European defence: the presidential election in France worries Germany

The Franco-German couple has gone through many crises in recent years and if there is one question that has constantly divided Paris and Berlin, it is that of defense and security. But the outbreak of war in Ukraine by Russia moved the lines by strengthening the position of the French authorities and changing that of their German counterparts.

In the last days before the invasionwe already observed an evolution according to Raphael Loss, coordinator of pan-European data projects at the European Council on Foreign Relations. “When you see the diplomatic efforts of Olaf Scholz and Emmanuel Macron to send the same message to Vladimir Putin, it certainly did not have the desired effect,” he said. “But they showed,” he continues, “that very strong coordination is underway in an area which in the past was problematic for the Europeans, namely cooperation in the field of defense and security.”

Faced with the war in Ukraine, greater coordination between Paris and Berlin

Since the start of the war, France has sent military equipment to Ukraine and accelerated the deployment of its troops on NATO’s eastern flank.

At the same time, in Berlin, against the background of demonstrations against the conflict, the new German government broke with the old official doctrine.

Thus, on February 27, Chancellor Olaf Scholz spoke in his own terms before the Bundestag “We decided yesterday that Germany would send defense weapons to Ukraine.”

“We will from now on, year after year, invest more than 2% of our GDP in our defence,” he said before adding: “The government’s draft 2022 budget provides for a special fund of 100 billion euros.”

Part of this money has already been allocated to the purchase of 35 American F-35 fighter jets.

What future for European defence?

The efforts of France and Germany to strengthen defense have certainly been welcomed by members of the European Union, but many are still wondering what this means for common defence.

In the short term, it will be a question of consolidating NATO’s eastern flank, according to SPD foreign policy spokesman Nils Schmid.
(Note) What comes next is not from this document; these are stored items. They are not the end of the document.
//! The single-consumer control loop behind every collection.
//!
//! Producers only ever touch the sending half of a bounded queue. Points,
//! their buffers and the id map live inside the loop task and are never
//! shared, so they need no locking.

use crate::config::{MonitorConfig, OverflowPolicy};
use crate::error::{MonitorError, Result};
use crate::point::Point;
use crate::statistic::Statistic;
use serde::{Deserialize, Serialize};
use std::collections::HashMap;
use std::sync::atomic::{AtomicU64, Ordering};
use std::sync::Arc;
use std::time::Duration;
use tokio::runtime::Handle;
use tokio::sync::mpsc::{self, error::TrySendError};
use tokio::sync::oneshot;
use tokio::time::{self, Instant, MissedTickBehavior};
use tokio_util::sync::CancellationToken;
use tracing::{debug, info, warn};

pub(crate) enum Command<S: Statistic> {
    Ingest {
        id: Arc<str>,
        epoch: u64,
        sample: S::Sample,
    },
    Register {
        id: Arc<str>,
        epoch: u64,
        seed: S,
    },
    Read {
        id: String,
        reply: oneshot::Sender<Option<S::Value>>,
    },
    Values {
        reply: oneshot::Sender<Vec<S::Value>>,
    },
    Flush {
        reply: oneshot::Sender<()>,
    },
    Stats {
        reply: oneshot::Sender<(usize, usize)>,
    },
    Reset {
        epoch: u64,
    },
}

#[derive(Debug, Default)]
struct Counters {
    dropped: AtomicU64,
    orphaned: AtomicU64,
}

/// Operational counters of one collection.
#[derive(Debug, Clone, Copy, Default, PartialEq, Eq, Serialize, Deserialize)]
pub struct CollectionStats {
    /// Points currently owned.
    pub points: usize,
    /// Samples buffered but not yet folded.
    pub pending: usize,
    /// Commands discarded because the queue was full.
    pub dropped: u64,
    /// Samples discarded because they came from a handle older than the
    /// last reset.
    pub orphaned: u64,
}

struct ControlLoop<S: Statistic> {
    namespace: Arc<str>,
    points: HashMap<Arc<str>, Point<S>>,
    epoch: u64,
    buffer_capacity: usize,
    counters: Arc<Counters>,
}

impl<S: Statistic> ControlLoop<S> {
    async fn run(
        mut self,
        mut commands: mpsc::Receiver<Command<S>>,
        flush_interval: Duration,
        shutdown: CancellationToken,
    ) {
        let mut ticker = time::interval_at(Instant::now() + flush_interval, flush_interval);
        ticker.set_missed_tick_behavior(MissedTickBehavior::Delay);

        loop {
            tokio::select! {
                biased;
                _ = shutdown.cancelled() => break,
                _ = ticker.tick() => {
                    let folded = self.flush_all();
                    if folded > 0 {
                        debug!(
                            "Periodic flush of {} '{}' folded {} samples",
                            S::KIND, self.namespace, folded
                        );
                    }
                }
                command = commands.recv() => match command {
                    Some(command) => self.execute(command),
                    None => break,
                },
            }
        }

        commands.close();
        let mut discarded = 0;
        while commands.try_recv().is_ok() {
            discarded += 1;
        }

        info!(
            "Stopped {} '{}' ({} queued commands discarded)",
            S::KIND, self.namespace, discarded
        );
    }

    fn execute(&mut self, command: Command<S>) {
        match command {
            Command::Ingest { id, epoch, sample } => {
                if self.admit(epoch) {
                    let capacity = self.buffer_capacity;
                    self.points
                        .entry(id)
                        .or_insert_with(|| Point::new(capacity))
                        .ingest(sample);
                }
            }
            Command::Register { id, epoch, seed } => {
                if self.admit(epoch) {
                    let capacity = self.buffer_capacity;
                    self.points
                        .entry(id)
                        .or_insert_with(|| Point::with_statistic(seed, capacity));
                }
            }
            Command::Read { id, reply } => {
                let namespace = &self.namespace;
                let value = self.points.get_mut(id.as_str()).map(|point| {
                    point.flush();
                    point.statistic().value(namespace, &id)
                });
                let _ = reply.send(value);
            }
            Command::Values { reply } => {
                self.flush_all();
                let values = self
                    .points
                    .iter()
                    .map(|(id, point)| point.statistic().value(&self.namespace, id))
                    .collect();
                let _ = reply.send(values);
            }
            Command::Flush { reply } => {
                self.flush_all();
                let _ = reply.send(());
            }
            Command::Stats { reply } => {
                let pending = self.points.values().map(Point::pending).sum();
                let _ = reply.send((self.points.len(), pending));
            }
            Command::Reset { epoch } => {
                // Already applied when a newer handle's sample overtook it.
                if epoch > self.epoch {
                    self.reset(epoch);
                }
            }
        }
    }

    fn admit(&mut self, epoch: u64) -> bool {
        if epoch < self.epoch {
            self.counters.orphaned.fetch_add(1, Ordering::Relaxed);
            debug!(
                "Discarded sample from orphaned handle of {} '{}' (epoch {} < {})",
                S::KIND, self.namespace, epoch, self.epoch
            );
            return false;
        }
        if epoch > self.epoch {
            // The matching reset is still queued behind this command.
            self.reset(epoch);
        }
        true
    }

    fn reset(&mut self, epoch: u64) {
        info!(
            "Reset {} '{}' discarding {} points",
            S::KIND,
            self.namespace,
            self.points.len()
        );
        self.points = HashMap::new();
        self.epoch = epoch;
    }

    fn flush_all(&mut self) -> usize {
        self.points.values_mut().map(Point::flush).sum()
    }
}

/// Producer-side handle to a running control loop.
pub(crate) struct Channel<S: Statistic> {
    namespace: Arc<str>,
    commands: mpsc::Sender<Command<S>>,
    epoch: Arc<AtomicU64>,
    counters: Arc<Counters>,
    overflow: OverflowPolicy,
    shutdown: CancellationToken,
}

impl<S: Statistic> Clone for Channel<S> {
    fn clone(&self) -> Self {
        Self {
            namespace: self.namespace.clone(),
            commands: self.commands.clone(),
            epoch: self.epoch.clone(),
            counters: self.counters.clone(),
            overflow: self.overflow,
            shutdown: self.shutdown.clone(),
        }
    }
}

impl<S: Statistic> Channel<S> {
    pub(crate) fn spawn(namespace: &str, config: &MonitorConfig, runtime: &Handle) -> Self {
        let namespace: Arc<str> = Arc::from(namespace);
        let (commands, receiver) = mpsc::channel(config.queue_capacity.max(1));
        let counters = Arc::new(Counters::default());
        let shutdown = CancellationToken::new();

        let control = ControlLoop::<S> {
            namespace: namespace.clone(),
            points: HashMap::new(),
            epoch: 0,
            buffer_capacity: config.buffer_capacity,
            counters: counters.clone(),
        };
        runtime.spawn(control.run(receiver, config.flush_interval, shutdown.clone()));

        info!("Started {} '{}'", S::KIND, namespace);

        Self {
            namespace,
            commands,
            epoch: Arc::new(AtomicU64::new(0)),
            counters,
            overflow: config.overflow,
            shutdown,
        }
    }

    pub(crate) fn namespace(&self) -> &str {
        &self.namespace
    }

    pub(crate) fn epoch(&self) -> u64 {
        self.epoch.load(Ordering::Acquire)
    }

    pub(crate) async fn ingest(&self, id: Arc<str>, epoch: u64, sample: S::Sample) -> Result<()> {
        self.submit(Command::Ingest { id, epoch, sample }).await
    }

    pub(crate) async fn register(&self, id: Arc<str>, epoch: u64, seed: S) -> Result<()> {
        self.submit(Command::Register { id, epoch, seed }).await
    }

    pub(crate) async fn read(&self, id: &str) -> Result<S::Value> {
        let (reply, response) = oneshot::channel();
        self.request(
            Command::Read {
                id: id.to_string(),
                reply,
            },
            response,
        )
        .await?
        .ok_or_else(|| MonitorError::NotFound {
            kind: S::KIND,
            namespace: self.namespace.to_string(),
            id: id.to_string(),
        })
    }

    pub(crate) async fn values(&self) -> Result<Vec<S::Value>> {
        let (reply, response) = oneshot::channel();
        self.request(Command::Values { reply }, response).await
    }

    pub(crate) async fn flush(&self) -> Result<()> {
        let (reply, response) = oneshot::channel();
        self.request(Command::Flush { reply }, response).await
    }

    pub(crate) async fn stats(&self) -> Result<CollectionStats> {
        let (reply, response) = oneshot::channel();
        let (points, pending) = self.request(Command::Stats { reply }, response).await?;
        Ok(CollectionStats {
            points,
            pending,
            dropped: self.counters.dropped.load(Ordering::Relaxed),
            orphaned: self.counters.orphaned.load(Ordering::Relaxed),
        })
    }

    /// Discards every point. Handles created before this call are orphaned.
    pub(crate) async fn reset(&self) -> Result<()> {
        if self.shutdown.is_cancelled() {
            return Err(self.rejected());
        }
        let epoch = self.epoch.fetch_add(1, Ordering::AcqRel) + 1;
        // Never dropped, regardless of the overflow policy.
        self.commands
            .send(Command::Reset { epoch })
            .await
            .map_err(|_| self.rejected())
    }

    pub(crate) fn stop(&self) {
        if !self.shutdown.is_cancelled() {
            info!("Stopping {} '{}'", S::KIND, self.namespace);
            self.shutdown.cancel();
        }
    }

    pub(crate) fn is_stopped(&self) -> bool {
        self.shutdown.is_cancelled() || self.commands.is_closed()
    }

    async fn submit(&self, command: Command<S>) -> Result<()> {
        if self.shutdown.is_cancelled() {
            return Err(self.rejected());
        }
        match self.overflow {
            OverflowPolicy::Block => self
                .commands
                .send(command)
                .await
                .map_err(|_| self.rejected()),
            OverflowPolicy::Drop => match self.commands.try_send(command) {
                Ok(()) => Ok(()),
                Err(TrySendError::Full(_)) => {
                    let dropped = self.counters.dropped.fetch_add(1, Ordering::Relaxed) + 1;
                    // Powers of two only.
                    if dropped.is_power_of_two() {
                        warn!(
                            "{} '{}' queue full, {} commands dropped so far",
                            S::KIND, self.namespace, dropped
                        );
                    }
                    Err(MonitorError::Overloaded {
                        kind: S::KIND,
                        namespace: self.namespace.to_string(),
                    })
                }
                Err(TrySendError::Closed(_)) => Err(self.rejected()),
            },
        }
    }

    async fn request<T>(&self, command: Command<S>, response: oneshot::Receiver<T>) -> Result<T> {
        if self.shutdown.is_cancelled() {
            return Err(self.rejected());
        }
        self.commands
            .send(command)
            .await
            .map_err(|_| self.rejected())?;
        response.await.map_err(|_| self.rejected())
    }

    fn rejected(&self) -> MonitorError {
        debug!("Rejected command for stopped {} '{}'", S::KIND, self.namespace);
        MonitorError::Stopped {
            kind: S::KIND,
            namespace: self.namespace.to_string(),
        }
    }
}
The Union’s defense capabilities should also be strengthened by the “Strategic Compass” recently adopted, a veritable roadmap for European defense and security.

“It is now a question of developing armament technology ourselves in Europe, of setting up our own capabilities and of developing resilience, that is to say being able to act against non-military threats that weigh on Europe, disinformation campaigns and cyberattacks,” he told euronews.

The unknown of the presidential election in France

But in the long term, the elaboration of a common defense policy, let alone the creation of a European army, its role and the form that its action plan would take, will probably not be easy.

“If the French mission in Libya, for example, had been a possible European mission, Germany would have had to participate in it and that would have been very difficult from the German point of view,” pointed outStefan Seidendorfdeputy director of the Franco-German Institute (dfi) in Ludwigsburg. “So one way or another, we have to be able to vote on these issues following democratic procedures: it’s a very difficult challenge to meet,” he believes.

The future of European security is at stake in Ukraine, but also for Berlin, during the next French presidential election. Thus within the government of Olaf Scholz, we hope for the re-election of Emmanuel Macron and the maintenance of the new course taken by the Franco-German engine.